But the biggest challenge could be three long passenger routes the government also wants to establish from central Mexico to the U.S. border: the 700-mile proposed passenger service from Mexico City to Nuevo Laredo, the 900-mile run from Aguascalientes to the border city of Ciudad Juárez, and the 1,350-mile route from the capital to the border city of Nogales.

The decree combines two interests of President Andrés Manuel López Obrador: his nostalgia for passenger train services that ran in Mexico before private concessionary operators were allowed in, and his reliance on the military for everything from law enforcement to building projects.

The two main private operators in Mexico are the multinational Canadian Pacific Kansas City, known as CPKS, and Mexico's Ferromex. Both operate freight services.

Few passenger train systems in the world are profitable. Most rely heavily on government subsidies. The decree contains no mention of whether the private companies would be offered subsidies.

Mexico's army is building the Tren Maya tourist railroad on the Yucatán peninsula, and the Navy is in charge of the revamped trans-Isthmus railway connecting the Gulf of Mexico to Pacific ports. But neither is fully operational.

In the decree, the president's office wrote that "preference will be given to public passenger rail service, and freight rail transport will be respected, according to the terms of the corresponding concession."

That raises the potential for delays. When the government last provided passenger service through a state-owned company in the 1990s, trains seldom ran on time.
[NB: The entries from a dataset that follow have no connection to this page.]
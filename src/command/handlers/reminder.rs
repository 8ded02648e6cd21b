//! Medication reminder command handler

use tracing::info;

use super::HandlerContext;
use crate::buzzer::{self, Pattern};
use crate::command::CommandOutcome;
use crate::hardware::HardwareIO;

/// Handle `medication_reminder`: three short pulses. The medication
/// name only feeds the log line; actuation is the same regardless.
pub async fn handle_medication_reminder<H: HardwareIO>(
    ctx: HandlerContext<'_, H>,
    medication: &str,
) -> CommandOutcome {
    info!("Medication reminder: {}", medication);
    match buzzer::play(ctx.hw, Pattern::Reminder).await {
        Ok(()) => CommandOutcome::Completed {
            message: format!("Medication reminder played: {}", medication),
        },
        Err(e) => CommandOutcome::Failed {
            message: format!("buzzer output: {}", e),
        },
    }
}
//! BCM pin assignments for the node's peripherals.

use std::env;

/// Pin map (BCM numbering). Defaults match the reference wiring; each
/// pin can be overridden through its `*_PIN` environment variable.
#[derive(Debug, Clone, Copy, PartialEq, Eq)]
pub struct PinConfig {
    pub dht: u8,
    pub pir: u8,
    pub fan: u8,
    pub buzzer: u8,
    pub button_help: u8,
    pub button_water: u8,
    pub button_other: u8,
}

impl Default for PinConfig {
    fn default() -> Self {
        Self {
            dht: 4,
            pir: 18,
            fan: 22,
            buzzer: 23,
            button_help: 24,
            button_water: 25,
            button_other: 26,
        }
    }
}

impl PinConfig {
    /// Load the pin map from the environment, keeping the wiring
    /// defaults for anything unset or unparsable.
    pub fn from_env() -> Self {
        let d = Self::default();
        Self {
            dht: env_pin("DHT_PIN", d.dht),
            pir: env_pin("PIR_PIN", d.pir),
            fan: env_pin("FAN_PIN", d.fan),
            buzzer: env_pin("BUZZER_PIN", d.buzzer),
            button_help: env_pin("BUTTON_HELP_PIN", d.button_help),
            button_water: env_pin("BUTTON_WATER_PIN", d.button_water),
            button_other: env_pin("BUTTON_OTHER_PIN", d.button_other),
        }
    }
}

fn env_pin(key: &str, default: u8) -> u8 {
    env::var(key)
        .ok()
        .and_then(|v| v.parse().ok())
        .unwrap_or(default)
}
//! Periodic sensing cycle: climate + motion sampling and autonomous
//! fan control.

use std::time::Instant;

use rand::Rng;
use tracing::{debug, info, warn};

use crate::hardware::{HardwareError, HardwareIO};
use crate::protocol::{now_local, round1, SensorReading};
use crate::state::DeviceState;

/// Fan engages above this temperature (°C).
pub const FAN_ON_C: f32 = 30.0;

/// Fan disengages at or below this temperature (°C). The gap up to
/// [`FAN_ON_C`] is a dead band so the relay does not chatter around a
/// single threshold.
pub const FAN_OFF_C: f32 = 28.0;

/// Hysteresis decision. `Some(level)` when the fan line must change,
/// `None` inside the dead band or when already at the right level.
pub fn fan_decision(temperature: f32, fan_active: bool) -> Option<bool> {
    if temperature > FAN_ON_C && !fan_active {
        Some(true)
    } else if temperature <= FAN_OFF_C && fan_active {
        Some(false)
    } else {
        None
    }
}

/// Plausible stand-in values for a cycle where the climate sensor gave
/// nothing: temperature in [15, 35] °C, humidity in [40, 70] %RH.
fn synthesize_climate() -> (f32, f32) {
    let mut rng = rand::thread_rng();
    let temperature = 20.0 + rng.gen_range(-5.0..=15.0);
    let humidity = 40.0 + rng.gen_range(0.0..=30.0);
    (temperature, humidity)
}

/// Run one sensing cycle.
///
/// Reads climate (synthesizing on an empty sample), refreshes the
/// motion timestamp, applies fan hysteresis unless a manual hold is in
/// effect, and returns the reading to publish. Any hardware fault
/// aborts the cycle; the caller logs it and skips the tick.
pub fn sample(
    state: &mut DeviceState,
    hw: &mut impl HardwareIO,
    now: Instant,
) -> Result<SensorReading, HardwareError> {
    let (temperature, humidity) = match hw.read_climate()? {
        Some(sample) => sample,
        None => {
            let synthesized = synthesize_climate();
            warn!(
                "Climate sensor gave no reading, synthesized {:.1}C / {:.1}%",
                synthesized.0, synthesized.1
            );
            synthesized
        }
    };

    let motion = hw.read_motion()?;
    if motion {
        state.last_motion = now_local();
    }

    let hold = state.fan_hold_active(now);
    if let Some(fan_on) = fan_decision(temperature, state.fan_active) {
        if hold {
            debug!("Fan change suppressed by manual hold");
        } else {
            hw.set_fan(fan_on)?;
            state.fan_active = fan_on;
            if fan_on {
                info!("Fan auto-activated, temperature high: {:.1}C", temperature);
            } else {
                info!("Fan auto-deactivated, temperature normal: {:.1}C", temperature);
            }
        }
    }

    Ok(SensorReading {
        temperature: round1(temperature),
        humidity: round1(humidity),
        motion_detected: motion,
        fan_active: state.fan_active,
        timestamp: now_local(),
    })
}

#[cfg(test)]
mod tests {
    use super::*;
    use crate::hardware::pins::PinConfig;
    use crate::hardware::sim::{OutputCall, SimulatedHardware};
    use std::time::Duration;

    fn fixture() -> (DeviceState, SimulatedHardware) {
        (
            DeviceState::new(),
            SimulatedHardware::new(PinConfig::default()),
        )
    }

    #[test]
    fn test_fan_decision_table() {
        // Engage only above 30 and only when off.
        assert_eq!(fan_decision(30.1, false), Some(true));
        assert_eq!(fan_decision(30.0, false), None);
        assert_eq!(fan_decision(30.1, true), None);
        // Disengage at or below 28 and only when on.
        assert_eq!(fan_decision(28.0, true), Some(false));
        assert_eq!(fan_decision(27.0, false), None);
        // Dead band holds whatever the fan is doing.
        assert_eq!(fan_decision(29.0, true), None);
        assert_eq!(fan_decision(29.0, false), None);
        assert_eq!(fan_decision(28.1, true), None);
    }

    #[test]
    fn test_temperature_sweep_toggles_fan_once_each_way() {
        let (mut state, mut hw) = fixture();
        let now = Instant::now();
        let mut levels = Vec::new();
        for t in [25.0, 31.0, 29.0, 27.0] {
            hw.set_climate(Some((t, 50.0)));
            let reading = sample(&mut state, &mut hw, now).unwrap();
            levels.push(reading.fan_active);
        }
        assert_eq!(levels, vec![false, true, true, false]);
        assert_eq!(
            hw.outputs(),
            &[OutputCall::Fan(true), OutputCall::Fan(false)]
        );
    }

    #[test]
    fn test_reading_rounds_to_one_decimal() {
        let (mut state, mut hw) = fixture();
        hw.set_climate(Some((24.44, 51.26)));
        let reading = sample(&mut state, &mut hw, Instant::now()).unwrap();
        assert_eq!(reading.temperature, 24.4);
        assert_eq!(reading.humidity, 51.3);
    }

    #[test]
    fn test_empty_climate_sample_synthesizes_in_range() {
        let (mut state, mut hw) = fixture();
        hw.set_climate(None);
        for _ in 0..50 {
            let reading = sample(&mut state, &mut hw, Instant::now()).unwrap();
            assert!((15.0..=35.0).contains(&reading.temperature));
            assert!((40.0..=70.0).contains(&reading.humidity));
        }
    }

    #[test]
    fn test_motion_refreshes_last_motion_time() {
        let (mut state, mut hw) = fixture();
        let old = chrono::NaiveDate::from_ymd_opt(2000, 1, 1)
            .unwrap()
            .and_hms_opt(0, 0, 0)
            .unwrap();
        state.last_motion = old;

        hw.set_motion(false);
        let reading = sample(&mut state, &mut hw, Instant::now()).unwrap();
        assert!(!reading.motion_detected);
        assert_eq!(state.last_motion, old);

        hw.set_motion(true);
        let reading = sample(&mut state, &mut hw, Instant::now()).unwrap();
        assert!(reading.motion_detected);
        assert!(state.last_motion > old);
    }

    #[test]
    fn test_climate_fault_skips_cycle_untouched() {
        let (mut state, mut hw) = fixture();
        hw.set_climate_fault(true);
        assert!(sample(&mut state, &mut hw, Instant::now()).is_err());
        assert!(!state.fan_active);
        assert!(hw.outputs().is_empty());
    }

    #[test]
    fn test_motion_fault_skips_cycle() {
        let (mut state, mut hw) = fixture();
        hw.set_motion_fault(true);
        assert!(sample(&mut state, &mut hw, Instant::now()).is_err());
        assert!(hw.outputs().is_empty());
    }

    #[test]
    fn test_manual_hold_suppresses_autonomous_control() {
        let (mut state, mut hw) = fixture();
        let t0 = Instant::now();

        // Operator forces the fan on in a cool room.
        state.fan_active = true;
        hw.set_fan(true).unwrap();
        state.hold_fan(t0, Duration::from_secs(300));

        hw.set_climate(Some((20.0, 50.0)));
        let reading = sample(&mut state, &mut hw, t0 + Duration::from_secs(5)).unwrap();
        assert!(reading.fan_active);
        assert!(state.fan_active);

        // Hold expired: the next cycle reasserts hysteresis.
        let reading = sample(&mut state, &mut hw, t0 + Duration::from_secs(301)).unwrap();
        assert!(!reading.fan_active);
        assert!(!state.fan_active);
        assert_eq!(
            hw.outputs(),
            &[OutputCall::Fan(true), OutputCall::Fan(false)]
        );
    }
}
//! Device-local mutable state.
//!
//! One instance lives for the whole process, owned by the agent task.
//! Everything that must survive between ticks lives here; everything
//! else is an ephemeral message.

use std::time::{Duration, Instant};

use chrono::NaiveDateTime;

use crate::hardware::Button;
use crate::protocol::now_local;

/// Debounce latches for the three request buttons.
///
/// `true` means armed: the button is released and the next press raises
/// an alert. A latch stays `false` for as long as the button is held
/// after triggering, so a long press produces exactly one alert.
#[derive(Debug, Clone, Copy, PartialEq, Eq)]
pub struct ButtonLatches {
    help: bool,
    water: bool,
    other: bool,
}

impl ButtonLatches {
    /// All buttons armed (released).
    pub fn armed() -> Self {
        Self {
            help: true,
            water: true,
            other: true,
        }
    }

    pub fn is_armed(&self, button: Button) -> bool {
        match button {
            Button::Help => self.help,
            Button::Water => self.water,
            Button::Other => self.other,
        }
    }

    pub fn set_armed(&mut self, button: Button, armed: bool) {
        match button {
            Button::Help => self.help = armed,
            Button::Water => self.water = armed,
            Button::Other => self.other = armed,
        }
    }
}

/// Mutable device state spanning the process lifetime.
#[derive(Debug)]
pub struct DeviceState {
    /// Mirrors the fan relay output.
    pub fan_active: bool,
    /// Last time the motion input was seen asserted.
    #[allow(dead_code)] // updated every sample, no on-device consumer yet
    pub last_motion: NaiveDateTime,
    /// Debounce latches for the request buttons.
    pub buttons: ButtonLatches,
    /// While set, autonomous fan control is suspended.
    fan_hold_until: Option<Instant>,
}

impl DeviceState {
    /// Startup defaults: fan off, all buttons armed, motion time = now.
    pub fn new() -> Self {
        Self {
            fan_active: false,
            last_motion: now_local(),
            buttons: ButtonLatches::armed(),
            fan_hold_until: None,
        }
    }

    /// Start (or refresh) the manual fan override window. While the
    /// window is open, autonomous control leaves the fan alone.
    pub fn hold_fan(&mut self, now: Instant, hold: Duration) {
        self.fan_hold_until = Some(now + hold);
    }

    /// True while a manual fan override is in effect. Expired holds are
    /// cleared on query.
    pub fn fan_hold_active(&mut self, now: Instant) -> bool {
        match self.fan_hold_until {
            Some(deadline) if now < deadline => true,
            Some(_) => {
                self.fan_hold_until = None;
                false
            }
            None => false,
        }
    }
}

impl Default for DeviceState {
    fn default() -> Self {
        Self::new()
    }
}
Ferromex hasn't commented. In a statement over the weekend, CPKS wrote that it doesn’t expect problems, as long as the Mexican government lives up to its pledge not to allow the proposed passenger services to disturb freight runs.

"The draft decree emphasizes that the public freight rail service will be respected and as such, we do not expect an adverse impact on our concession," the company wrote. "CPKC has extensive experience hosting passenger rail services in multiple locations across its network in the United States and Canada while efficiently managing freight service."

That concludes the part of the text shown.